BEIRUT: Lebanon’s oldest English-language newspaper The Daily Star on Wednesday said in a tweet that it would be temporarily suspending updating its website due to “circumstances beyond our control.”
Considered the go-to newspaper for Western journalists working in the country, it has been severely affected by the country’s financial crisis.
We regret to inform our readers that due to circumstances beyond our control, we have temporarily suspended updating our website.
We thank you for your understanding.
— The Daily Star Lebanon (@DailyStarLeb) October 13, 2021
In February last year, the paper announced the temporary suspension of its print edition because of financial challenges but the version of the newspaper has not been published since.

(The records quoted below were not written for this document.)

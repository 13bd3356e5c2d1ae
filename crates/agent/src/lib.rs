//! Agent runtime - tool-calling conversation loop over the profile store
//!
//! This crate is the conversational core of tailor. Each user turn flows
//! through it:
//! - Load the user's profile and surface any pending follow-up questions
//! - Ask the chat model for a reply, letting it call profile-editing tools
//! - Apply every returned command immediately through the mutator
//! - Relay the model's final text back verbatim
//!
//! # Key Types
//!
//! - `AgentRuntime` - Turn orchestrator (see `runtime` module)
//! - `ChatModel` - Pluggable trait for OpenAI / Azure OpenAI / Ollama
//! - `ProfileCommand` decoding - `tools` maps wire tool calls onto the closed
//!   command set
//!
//! # Safety Principle
//!
//! The model only ever speaks through the closed command set, and every
//! command is bound to the authenticated user at execution time. The model
//! never chooses whose record it edits.

pub mod model;
pub mod mutator;
pub mod openai;
pub mod runtime;
pub mod tools;

pub use model::{AgentMessage, AgentTurn, ChatModel, CommandCall, LlmError};
pub use mutator::ProfileMutator;
pub use openai::OpenAiChatModel;
pub use runtime::{AgentRuntime, AGENT_FAILURE_REPLY, STORE_UNAVAILABLE_REPLY};
pub use tools::ToolCallError;
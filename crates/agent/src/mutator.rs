use std::sync::Arc;

use tailor_core::domain::command::ProfileCommand;
use tailor_core::domain::profile::{Profile, UserId};
use tailor_db::repositories::{ProfileRepository, RepositoryError};

/// Applies a single command to one user's record: read current state, fall
/// back to an empty record for first-time users, mutate, write back. The
/// write happens even when the mutation was a no-op.
pub struct ProfileMutator {
    store: Arc<dyn ProfileRepository>,
}

impl ProfileMutator {
    pub fn new(store: Arc<dyn ProfileRepository>) -> Self {
        Self { store }
    }

    pub async fn apply(
        &self,
        user_id: &UserId,
        command: &ProfileCommand,
    ) -> Result<String, RepositoryError> {
        let mut profile = self
            .store
            .find_by_id(user_id)
            .await?
            .unwrap_or_else(|| Profile::empty(user_id.clone()));

        let outcome = command.apply(&mut profile);
        self.store.save(profile).await?;

        Ok(outcome.confirmation())
    }
}

#[cfg(test)]
mod tests {
    use std::sync::Arc;

    use tailor_core::domain::command::ProfileCommand;
    use tailor_core::domain::profile::{
        ListField, ListTarget, StringField, StringTarget, UserId,
    };
    use tailor_db::repositories::{
        InMemoryProfileRepository, ProfileRepository, UnavailableProfileRepository,
    };

    use super::ProfileMutator;

    fn user() -> UserId {
        UserId("casey@example.com".to_string())
    }

    #[tokio::test]
    async fn apply_creates_the_record_lazily() {
        let store = Arc::new(InMemoryProfileRepository::default());
        let mutator = ProfileMutator::new(store.clone());

        let confirmation = mutator
            .apply(
                &user(),
                &ProfileCommand::AddToList {
                    field: ListTarget::Known(ListField::Skills),
                    item: "Excel".to_string(),
                },
            )
            .await
            .expect("apply command");

        assert_eq!(confirmation, "Added 'Excel' to skills.");
        let profile = store.find_by_id(&user()).await.expect("find").expect("record exists");
        assert_eq!(profile.skills, vec!["Excel"]);
    }

    #[tokio::test]
    async fn apply_reports_duplicate_adds_without_changing_state() {
        let store = Arc::new(InMemoryProfileRepository::default());
        let mutator = ProfileMutator::new(store.clone());
        let command = ProfileCommand::AddToList {
            field: ListTarget::Known(ListField::Skills),
            item: "Excel".to_string(),
        };

        mutator.apply(&user(), &command).await.expect("first apply");
        let confirmation = mutator.apply(&user(), &command).await.expect("second apply");

        assert_eq!(confirmation, "'Excel' is already in skills.");
        let profile = store.find_by_id(&user()).await.expect("find").expect("record exists");
        assert_eq!(profile.skills, vec!["Excel"]);
    }

    #[tokio::test]
    async fn apply_set_string_round_trips_through_the_store() {
        let store = Arc::new(InMemoryProfileRepository::default());
        let mutator = ProfileMutator::new(store.clone());

        let confirmation = mutator
            .apply(
                &user(),
                &ProfileCommand::SetString {
                    field: StringTarget::Known(StringField::Location),
                    value: "Berlin".to_string(),
                },
            )
            .await
            .expect("apply command");

        assert_eq!(confirmation, "Set location to 'Berlin'.");
        let profile = store.find_by_id(&user()).await.expect("find").expect("record exists");
        assert_eq!(profile.location, "Berlin");
    }

    #[tokio::test]
    async fn apply_propagates_store_failures() {
        let mutator = ProfileMutator::new(Arc::new(UnavailableProfileRepository));

        let result = mutator
            .apply(
                &user(),
                &ProfileCommand::AddToList {
                    field: ListTarget::Known(ListField::Skills),
                    item: "Excel".to_string(),
                },
            )
            .await;

        assert!(result.is_err());
    }
}
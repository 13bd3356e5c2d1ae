pub mod command;
pub mod profile;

Founded in 1952, The Daily Star became one of the first English-language newspapers in the Arab world. It stopped printing during Lebanon’s 15-year civil war but relaunched again in 1996.
The daily is not the only paper in the country to fold, temporarily or otherwise. Soon after the Beirut port blast, the country’s oldest newspaper An-Nahar halted updating its English website.

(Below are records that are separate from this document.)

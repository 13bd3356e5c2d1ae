use serde::Deserialize;
use serde_json::{json, Value};
use thiserror::Error;

use tailor_core::domain::command::ProfileCommand;
use tailor_core::domain::profile::{ListTarget, StringTarget};
use tailor_core::errors::DomainError;

pub const SET_STRING_TOOL: &str = "SetStringField";
pub const ADD_TO_LIST_TOOL: &str = "AddToListField";
pub const REMOVE_FROM_LIST_TOOL: &str = "RemoveFromListField";

#[derive(Clone, Debug, Error, PartialEq, Eq)]
pub enum ToolCallError {
    #[error("unknown tool `{name}`")]
    UnknownTool { name: String },
    #[error("bad tool arguments: {0}")]
    BadArguments(String),
    #[error(transparent)]
    InvalidField(#[from] DomainError),
}

/// Tool definitions advertised to the model, in chat-completions function
/// format.
pub fn specs() -> Value {
    json!([
        {
            "type": "function",
            "function": {
                "name": SET_STRING_TOOL,
                "description": "Set a string field. Args: field_name, value",
                "parameters": {
                    "type": "object",
                    "properties": {
                        "field_name": { "type": "string" },
                        "value": { "type": "string" }
                    },
                    "required": ["field_name", "value"]
                }
            }
        },
        {
            "type": "function",
            "function": {
                "name": ADD_TO_LIST_TOOL,
                "description": "Add an item to a list field. Args: field_name, item",
                "parameters": {
                    "type": "object",
                    "properties": {
                        "field_name": { "type": "string" },
                        "item": { "type": "string" }
                    },
                    "required": ["field_name", "item"]
                }
            }
        },
        {
            "type": "function",
            "function": {
                "name": REMOVE_FROM_LIST_TOOL,
                "description": "Remove an item from a list field. Args: field_name, item",
                "parameters": {
                    "type": "object",
                    "properties": {
                        "field_name": { "type": "string" },
                        "item": { "type": "string" }
                    },
                    "required": ["field_name", "item"]
                }
            }
        }
    ])
}

/// Decode a wire tool call into a [`ProfileCommand`]. Field names are checked
/// here so a bad call never reaches a record.
pub fn decode(tool_name: &str, arguments: &str) -> Result<ProfileCommand, ToolCallError> {
    match tool_name {
        SET_STRING_TOOL => {
            let args: SetStringArgs = parse_args(arguments)?;
            let field = StringTarget::parse(&args.field_name)?;
            Ok(ProfileCommand::SetString { field, value: args.value })
        }
        ADD_TO_LIST_TOOL => {
            let args: ListItemArgs = parse_args(arguments)?;
            let field = ListTarget::parse(&args.field_name)?;
            Ok(ProfileCommand::AddToList { field, item: args.item })
        }
        REMOVE_FROM_LIST_TOOL => {
            let args: ListItemArgs = parse_args(arguments)?;
            let field = ListTarget::parse(&args.field_name)?;
            Ok(ProfileCommand::RemoveFromList { field, item: args.item })
        }
        other => Err(ToolCallError::UnknownTool { name: other.to_string() }),
    }
}

#[derive(Deserialize)]
struct SetStringArgs {
    field_name: String,
    value: String,
}

#[derive(Deserialize)]
struct ListItemArgs {
    field_name: String,
    item: String,
}

fn parse_args<T: serde::de::DeserializeOwned>(arguments: &str) -> Result<T, ToolCallError> {
    serde_json::from_str(arguments).map_err(|err| ToolCallError::BadArguments(err.to_string()))
}
use crate::domain::profile::{ListTarget, Profile, StringTarget};

/// The closed set of profile edits the agent can request. Every tool call the
/// model makes decodes into exactly one of these before anything touches a
/// record.
#[derive(Clone, Debug, PartialEq, Eq)]
pub enum ProfileCommand {
    SetString { field: StringTarget, value: String },
    AddToList { field: ListTarget, item: String },
    RemoveFromList { field: ListTarget, item: String },
}

impl ProfileCommand {
    pub fn field_name(&self) -> &str {
        match self {
            Self::SetString { field, .. } => field.name(),
            Self::AddToList { field, .. } | Self::RemoveFromList { field, .. } => field.name(),
        }
    }

    /// Apply the command to a record. Application itself cannot fail; no-op
    /// cases are reported through the outcome.
    pub fn apply(&self, profile: &mut Profile) -> CommandOutcome {
        match self {
            Self::SetString { field, value } => {
                profile.set_string(field, value);
                CommandOutcome::Set { field: field.name().to_string(), value: value.clone() }
            }
            Self::AddToList { field, item } => {
                if profile.add_to_list(field, item) {
                    CommandOutcome::Added { field: field.name().to_string(), item: item.clone() }
                } else {
                    CommandOutcome::AlreadyPresent {
                        field: field.name().to_string(),
                        item: item.clone(),
                    }
                }
            }
            Self::RemoveFromList { field, item } => {
                if profile.remove_from_list(field, item) {
                    CommandOutcome::Removed { field: field.name().to_string(), item: item.clone() }
                } else {
                    CommandOutcome::NotPresent {
                        field: field.name().to_string(),
                        item: item.clone(),
                    }
                }
            }
        }
    }
}

/// Result of applying a [`ProfileCommand`], including the no-op cases so the
/// agent hears accurate state back.
#[derive(Clone, Debug, PartialEq, Eq)]
pub enum CommandOutcome {
    Set { field: String, value: String },
    Added { field: String, item: String },
    AlreadyPresent { field: String, item: String },
    Removed { field: String, item: String },
    NotPresent { field: String, item: String },
}

impl CommandOutcome {
    /// Human-readable confirmation returned to the agent as the tool result.
    pub fn confirmation(&self) -> String {
        match self {
            Self::Set { field, value } => format!("Set {field} to '{value}'."),
            Self::Added { field, item } => format!("Added '{item}' to {field}."),
            Self::AlreadyPresent { field, item } => format!("'{item}' is already in {field}."),
            Self::Removed { field, item } => format!("Removed '{item}' from {field}."),
            Self::NotPresent { field, item } => format!("'{item}' was not in {field}."),
        }
    }
}
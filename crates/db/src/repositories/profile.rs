use chrono::Utc;
use sqlx::{sqlite::SqliteRow, Row};

use tailor_core::domain::profile::{Profile, UserId};

use super::{ProfileRepository, RepositoryError};
use crate::DbPool;

/// SQLite-backed profile store. One row per user, with the whole record
/// serialized into the `document` column.
pub struct SqlProfileRepository {
    pool: DbPool,
}

impl SqlProfileRepository {
    pub fn new(pool: DbPool) -> Self {
        Self { pool }
    }
}

#[async_trait::async_trait]
impl ProfileRepository for SqlProfileRepository {
    async fn find_by_id(&self, id: &UserId) -> Result<Option<Profile>, RepositoryError> {
        let row = sqlx::query("SELECT document FROM profile WHERE user_id = ?")
            .bind(&id.0)
            .fetch_optional(&self.pool)
            .await?;

        row.map(|r| profile_from_row(&r)).transpose()
    }

    async fn save(&self, profile: Profile) -> Result<(), RepositoryError> {
        let document = serde_json::to_string(&profile).map_err(|err| {
            RepositoryError::Decode(format!("profile document failed to serialize: {err}"))
        })?;
        let now = Utc::now().to_rfc3339();

        sqlx::query(
            r#"
            INSERT INTO profile (user_id, document, created_at, updated_at)
            VALUES (?, ?, ?, ?)
            ON CONFLICT(user_id) DO UPDATE
            SET document = excluded.document, updated_at = excluded.updated_at
            "#,
        )
        .bind(&profile.user_id.0)
        .bind(&document)
        .bind(&now)
        .bind(&now)
        .execute(&self.pool)
        .await?;

        Ok(())
    }
}

fn profile_from_row(row: &SqliteRow) -> Result<Profile, RepositoryError> {
    let document = row.get::<String, _>("document");
    serde_json::from_str(&document)
        .map_err(|err| RepositoryError::Decode(format!("profile document is not valid JSON: {err}")))
}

It is a private newspaper owned by the family of former Lebanese Prime Minister Saad Hariri who, according to press watchdog Reporters Without Borders, had also halted operations at his Future TV satellite channel in late 2019 after 26 years of broadcasting, citing financial reasons.
Two years ago, the daily Al-Mustaqbal, another one of Hariri’s assets, ceased its print edition and became a digital newspaper. In 2017, Lebanon’s leading daily As-Safir went out of print after 42 years of publication, while another daily Al-Anwar closed down a year later.